Providence and Freewill

Milton in the combox at Notes from a Common Place Book made a comment in passing in regards to God's decree and God's allowance of all that comes to pass. Without clarification such a statement could easily lead to misunderstanding and result in quite serious negative consequences. Let me make clear, my intent is not to put words in Milton's mouth, for I do not fully know his position. I do wish to briefly reflect on this subject here and for those interested we can have a conversation about this topic, and so as not interfere with conversation at Common Place Book (rule #1: never mess with ZZ Top!).
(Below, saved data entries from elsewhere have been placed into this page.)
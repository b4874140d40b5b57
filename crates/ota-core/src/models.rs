//! Firmware records and payloads

use bytes::Bytes;
use serde::{Deserialize, Serialize};

use crate::error::StoreResult;

/// Metadata for the currently advertised firmware, persisted as `version.json`
#[derive(Debug, Clone, PartialEq, Eq, Serialize, Deserialize)]
pub struct VersionRecord {
    /// Firmware version string (free-form, e.g. "2.0.0")
    pub version: String,
    /// Absolute download URL for the blob
    pub url: String,
    /// Lowercase hex SHA-256 of the blob, absent until first computed
    #[serde(default, skip_serializing_if = "Option::is_none")]
    pub checksum: Option<String>,
}

impl VersionRecord {
    /// Filename of the blob this record points at (last segment of `url`)
    pub fn blob_name(&self) -> Option<&str> {
        self.url.rsplit('/').next().filter(|s| !s.is_empty())
    }

    /// Encode with 4-space indentation
    pub fn to_json_pretty(&self) -> StoreResult<Vec<u8>> {
        let mut buf = Vec::new();
        let formatter = serde_json::ser::PrettyFormatter::with_indent(b"    ");
        let mut ser = serde_json::Serializer::with_formatter(&mut buf, formatter);
        self.serialize(&mut ser)?;
        Ok(buf)
    }
}

/// A firmware image read back from the store
#[derive(Debug, Clone)]
pub struct FirmwareBlob {
    pub filename: String,
    pub data: Bytes,
    /// Checksum computed while serving, only for firmware-extension files
    pub checksum: Option<String>,
}

impl FirmwareBlob {
    pub fn size(&self) -> usize {
        self.data.len()
    }
}

/// A firmware image to store as the new current version
#[derive(Debug, Clone)]
pub struct FirmwareUpload {
    /// Original upload filename
    pub filename: String,
    pub data: Bytes,
    pub version: String,
    /// Download URL recorded in the version record
    pub url: String,
}

/// Result of an explicit verify/repair pass
#[derive(Debug, Clone, PartialEq, Eq, Serialize, Deserialize)]
pub struct VerifyOutcome {
    /// Blob the record points at
    pub filename: String,
    /// Checksum of the blob as found on disk
    pub checksum: String,
    /// Whether the record had to be rewritten
    pub repaired: bool,
}

#[cfg(test)]
mod tests {
    use super::*;
    use pretty_assertions::assert_eq;

    fn record(url: &str) -> VersionRecord {
        VersionRecord {
            version: "1.0.0".into(),
            url: url.into(),
            checksum: None,
        }
    }

    #[test]
    fn test_blob_name() {
        assert_eq!(
            record("http://10.0.0.5:5000/ota/fw.bin").blob_name(),
            Some("fw.bin")
        );
        assert_eq!(record("http://host/ota/").blob_name(), None);
        assert_eq!(record("fw.bin").blob_name(), Some("fw.bin"));
    }

    #[test]
    fn test_checksum_optional_on_read() {
        let rec: VersionRecord =
            serde_json::from_str(r#"{"version": "1.2.0", "url": "http://h/ota/a.bin"}"#).unwrap();
        assert_eq!(rec.checksum, None);
        assert_eq!(rec.blob_name(), Some("a.bin"));
    }

    #[test]
    fn test_pretty_json_uses_four_spaces() {
        let rec = VersionRecord {
            version: "2.0.0".into(),
            url: "http://h/ota/fw.bin".into(),
            checksum: Some("ab".into()),
        };
        let text = String::from_utf8(rec.to_json_pretty().unwrap()).unwrap();
        assert_eq!(
            text,
            "{\n    \"version\": \"2.0.0\",\n    \"url\": \"http://h/ota/fw.bin\",\n    \"checksum\": \"ab\"\n}"
        );
    }
}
So let me just start by noting that it is important to make clear that by providence we are not to understand that everything that happens is a direct expression of God's will. To put in other words, an important distinction needs to be made between what God wills and what He permits. If this distinction is not made one falls into a dark theological fatalism, a theology of raw and arbitrary Power. We can see this in Reformation theology, in constructs such as limited atonement and predestination. A failure to understand real liberty within creation, without at the same time denying or diminishing God's freedom to will and sovereignty, leads to fatalism. As an aside, this is where a mere reliance on “physics and logic” and "theology by analogy" can easily mislead.

If one does not make this distinction every event is seen as a positive act of God's will and purpose, as if without such events God's plan would somehow be incomplete or not come to pass. There is no room for mere accident. We frequently see such unfortunate pronouncements made during the aftermaths of disasters and human suffering.